**WHAT IS NEEDED**
Write out the stretch of lines below that begins at the line with "let mut handle = MetricsHandle::from(Some(recorder));" and ends at the line with "outlive the handle", including both, exactly as given and nothing more.

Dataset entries
++++

//! Console backend implementation

use crate::core::{LogBackend, LogEntry, LogFormat, Result};
use colored::Colorize;
use std::io::Write;

/// Writes entries to stderr.
///
/// Each entry is written with a single `write_all` while holding the stderr
/// lock, so entries from different threads never interleave.
pub struct ConsoleBackend {
    use_colors: bool,
    format: LogFormat,
}

impl ConsoleBackend {
    pub fn new() -> Self {
        Self {
            use_colors: true,
            format: LogFormat::default(),
        }
    }

    pub fn with_colors(use_colors: bool) -> Self {
        Self {
            use_colors,
            ..Self::new()
        }
    }

    /// Set the output format for this backend
    ///
    /// # Example
    ///
    /// ```
    /// use rust_liblog_system::backends::ConsoleBackend;
    /// use rust_liblog_system::LogFormat;
    ///
    /// let backend = ConsoleBackend::new().with_format(LogFormat::Brief);
    /// ```
    #[must_use]
    pub fn with_format(mut self, format: LogFormat) -> Self {
        self.format = format;
        self
    }

    fn render(&self, entry: &LogEntry) -> Result<String> {
        let output = self.format.render(entry)?;
        if !self.use_colors || self.format == LogFormat::Json {
            return Ok(output);
        }

        let color = entry.priority.color_code();
        Ok(output
            .lines()
            .map(|line| format!("{}\n", line.color(color)))
            .collect())
    }
}

impl Default for ConsoleBackend {
    fn default() -> Self {
        Self::new()
    }
}

impl LogBackend for ConsoleBackend {
    fn write(&self, entry: &LogEntry) -> Result<usize> {
        let output = self.render(entry)?;
        let mut stderr = std::io::stderr().lock();
        stderr.write_all(output.as_bytes())?;
        Ok(output.len())
    }

    fn flush(&self) -> Result<()> {
        std::io::stderr().flush()?;
        Ok(())
    }

    fn name(&self) -> &str {
        "console"
    }
}

#[cfg(test)]
mod tests {
    use super::*;
    use crate::core::LogPriority;

    #[test]
    fn test_plain_render_matches_format() {
        let backend = ConsoleBackend::with_colors(false).with_format(LogFormat::Brief);
        let entry = LogEntry::new(LogPriority::Info, Some("init"), "starting");
        assert_eq!(
            backend.render(&entry).unwrap(),
            LogFormat::Brief.render(&entry).unwrap()
        );
    }

    #[test]
    fn test_colored_render_keeps_line_count() {
        colored::control::set_override(true);
        let backend = ConsoleBackend::new().with_format(LogFormat::Brief);
        let entry = LogEntry::new(LogPriority::Error, Some("init"), "a\nb");
        let output = backend.render(&entry).unwrap();
        assert_eq!(output.lines().count(), 2);
        assert!(output.contains("E/init("));
        assert!(output.ends_with('\n'));
    }

    #[test]
    fn test_write_returns_length() {
        let backend = ConsoleBackend::with_colors(false);
        let entry = LogEntry::new(LogPriority::Debug, Some("init"), "console write");
        let written = backend.write(&entry).unwrap();
        assert_eq!(written, LogFormat::ThreadTime.render(&entry).unwrap().len());
        backend.flush().unwrap();
    }
}
//! Metrics handle example
//!
//! Sends samples through an absent handle, an in-memory recorder and an
//! events file.
//!
//! Run with: cargo run --example uma_metrics

use rust_liblog_system::prelude::*;
use rust_liblog_system::uma::UmaEventsFile;

fn main() -> Result<()> {
    println!("=== Rust liblog System - UMA Metrics Example ===\n");

    println!("1. Absent handle:");
    let mut handle = MetricsHandle::none();
    handle.initialize();
    println!(
        "   send_enum returned {}",
        handle.send_enum("Platform.BootMode", 1, 3)
    );
    handle.destroy();

    println!("\n2. In-memory recorder:");
    let recorder = MetricsRecorder::new();
    let samples = recorder.samples_handle();
    let mut handle = MetricsHandle::with_library(recorder);
    handle.initialize();
    handle.send_linear("Platform.DiskUsage", 42, 0, 100, 50);
    handle.send_enum("Platform.BootMode", 2, 4);
    handle.destroy();
    for sample in samples.lock().iter() {
        println!("   {}", serde_json::to_string(sample)?);
    }

    println!("\n3. Events file:");
    let path = std::env::temp_dir().join("uma-events-demo");
    let mut handle = MetricsHandle::with_library(UmaEventsFile::with_path(&path));
    handle.initialize();
    let sent = handle.send_linear("Platform.DiskUsage", 42, 0, 100, 50);
    handle.destroy();
    println!("   appended to {}: {}", path.display(), sent);
    let size = std::fs::metadata(&path)?.len();
    println!("   file is now {} bytes", size);

    println!("\n=== Example completed successfully! ===");
    Ok(())
}
//! Nullable handle over a metrics library
//!
//! `MetricsHandle` is what callers hold. An absent library is a normal state
//! rather than an error: every operation on [`MetricsHandle::None`] is a no-op
//! and every send reports `false` without touching any library.

use super::library::MetricsLibrary;
use std::fmt;

pub enum MetricsHandle {
    /// No library behind the handle
    None,
    Live(Box<dyn MetricsLibrary>),
}

impl MetricsHandle {
    /// The absent handle
    pub const fn none() -> Self {
        MetricsHandle::None
    }

    /// Create a handle owning a freshly constructed `L`.
    ///
    /// The library is not initialized; call [`initialize`](Self::initialize)
    /// before sending.
    ///
    /// ```
    /// use rust_liblog_system::uma::{MetricsHandle, MetricsRecorder};
    ///
    /// let mut handle = MetricsHandle::create::<MetricsRecorder>();
    /// handle.initialize();
    /// assert!(handle.send_enum("Platform.BootMode", 1, 3));
    /// handle.destroy();
    /// ```
    pub fn create<L: MetricsLibrary + Default + 'static>() -> Self {
        Self::with_library(L::default())
    }

    pub fn with_library<L: MetricsLibrary + 'static>(library: L) -> Self {
        MetricsHandle::Live(Box::new(library))
    }

    /// Release the library. Destroying the absent handle does nothing.
    pub fn destroy(self) {
        drop(self);
    }

    pub fn initialize(&mut self) {
        if let MetricsHandle::Live(library) = self {
            library.init();
        }
    }

    /// Send a histogram sample, returning whether the library accepted it
    pub fn send_linear(
        &mut self,
        name: &str,
        sample: i32,
        min: i32,
        max: i32,
        nbuckets: i32,
    ) -> bool {
        match self {
            MetricsHandle::Live(library) => library.send_to_uma(name, sample, min, max, nbuckets),
            MetricsHandle::None => false,
        }
    }

    /// Send an enumeration sample in `[0, exclusive_max)`.
    ///
    /// Out of range samples are passed through; the library decides.
    pub fn send_enum(&mut self, name: &str, sample: i32, exclusive_max: i32) -> bool {
        match self {
            MetricsHandle::Live(library) => library.send_enum_to_uma(name, sample, exclusive_max),
            MetricsHandle::None => false,
        }
    }

    pub fn is_none(&self) -> bool {
        matches!(self, MetricsHandle::None)
    }
}

impl Default for MetricsHandle {
    fn default() -> Self {
        MetricsHandle::None
    }
}

impl<L: MetricsLibrary + 'static> From<Option<L>> for MetricsHandle {
    fn from(library: Option<L>) -> Self {
        match library {
            Some(library) => Self::with_library(library),
            None => MetricsHandle::None,
        }
    }
}

impl fmt::Debug for MetricsHandle {
    fn fmt(&self, f: &mut fmt::Formatter<'_>) -> fmt::Result {
        match self {
            MetricsHandle::None => f.write_str("MetricsHandle::None"),
            MetricsHandle::Live(_) => f.write_str("MetricsHandle::Live(..)"),
        }
    }
}

#[cfg(test)]
mod tests {
    use super::*;
    use crate::uma::{MetricSample, MetricsRecorder};

    struct Rejecting;

    impl MetricsLibrary for Rejecting {
        fn init(&mut self) {}

        fn send_to_uma(&mut self, _: &str, _: i32, _: i32, _: i32, _: i32) -> bool {
            false
        }

        fn send_enum_to_uma(&mut self, _: &str, _: i32, _: i32) -> bool {
            false
        }
    }

    #[test]
    fn test_absent_handle_is_inert() {
        let mut handle = MetricsHandle::none();
        assert!(handle.is_none());
        handle.initialize();
        assert!(!handle.send_linear("Disk.Usage", 5, 0, 100, 50));
        assert!(!handle.send_enum("Boot.Mode", 1, 3));
        handle.destroy();

        assert!(MetricsHandle::default().is_none());
        assert!(MetricsHandle::from(None::<MetricsRecorder>).is_none());
    }

    #[test]
    fn test_arguments_forwarded_unchanged() {
        let recorder = MetricsRecorder::new();
        let counters = recorder.counters();
        let samples = recorder.samples_handle();
        let mut handle = MetricsHandle::with_library(recorder);

        handle.initialize();
        assert!(handle.send_linear("Disk.Usage", 5, 0, 100, 50));
        assert!(handle.send_enum("Boot.Mode", 1, 3));

        assert_eq!(counters.init_calls(), 1);
        assert_eq!(counters.linear_calls(), 1);
        assert_eq!(counters.enum_calls(), 1);
        assert_eq!(
            samples.lock().clone(),
            vec![
                MetricSample::Linear {
                    name: "Disk.Usage".to_string(),
                    sample: 5,
                    min: 0,
                    max: 100,
                    nbuckets: 50,
                },
                MetricSample::Enum {
                    name: "Boot.Mode".to_string(),
                    sample: 1,
                    max: 3,
                },
            ]
        );
    }

    #[test]
    fn test_out_of_range_enum_passes_through() {
        let recorder = MetricsRecorder::new();
        let samples = recorder.samples_handle();
        let mut handle = MetricsHandle::from(Some(recorder));

        assert!(handle.send_enum("Boot.Mode", 7, 3));
        assert_eq!(
            samples.lock()[0],
            MetricSample::Enum {
                name: "Boot.Mode".to_string(),
                sample: 7,
                max: 3,
            }
        );
    }

    #[test]
    fn test_library_result_is_returned() {
        let mut handle = MetricsHandle::with_library(Rejecting);
        assert!(!handle.is_none());
        assert!(!handle.send_linear("x", 1, 0, 10, 5));
        assert!(!handle.send_enum("x", 1, 2));
    }

    #[test]
    fn test_destroy_releases_library() {
        let recorder = MetricsRecorder::new();
        let counters = recorder.counters();
        let mut handle = MetricsHandle::with_library(recorder);
        handle.send_enum("a", 0, 1);
        handle.destroy();

        // Counters outlive the handle
        assert_eq!(counters.enum_calls(), 1);
        assert_eq!(std::sync::Arc::strong_count(&counters), 1);
    }

    #[test]
    fn test_create_destroy_without_initialize() {
        let handle = MetricsHandle::create::<MetricsRecorder>();
        assert!(!handle.is_none());
        handle.destroy();
    }

    #[test]
    fn test_debug_output() {
        assert_eq!(format!("{:?}", MetricsHandle::none()), "MetricsHandle::None");
        let handle = MetricsHandle::create::<MetricsRecorder>();
        assert_eq!(format!("{:?}", handle), "MetricsHandle::Live(..)");
    }
}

++++

**YOUR SOLUTION**
        let mut handle = MetricsHandle::from(Some(recorder));

        assert!(handle.send_enum("Boot.Mode", 7, 3));
        assert_eq!(
            samples.lock()[0],
            MetricSample::Enum {
                name: "Boot.Mode".to_string(),
                sample: 7,
                max: 3,
            }
        );
    }

    #[test]
    fn test_library_result_is_returned() {
        let mut handle = MetricsHandle::with_library(Rejecting);
        assert!(!handle.is_none());
        assert!(!handle.send_linear("x", 1, 0, 10, 5));
        assert!(!handle.send_enum("x", 1, 2));
    }

    #[test]
    fn test_destroy_releases_library() {
        let recorder = MetricsRecorder::new();
        let counters = recorder.counters();
        let mut handle = MetricsHandle::with_library(recorder);
        handle.send_enum("a", 0, 1);
        handle.destroy();

        // Counters outlive the handle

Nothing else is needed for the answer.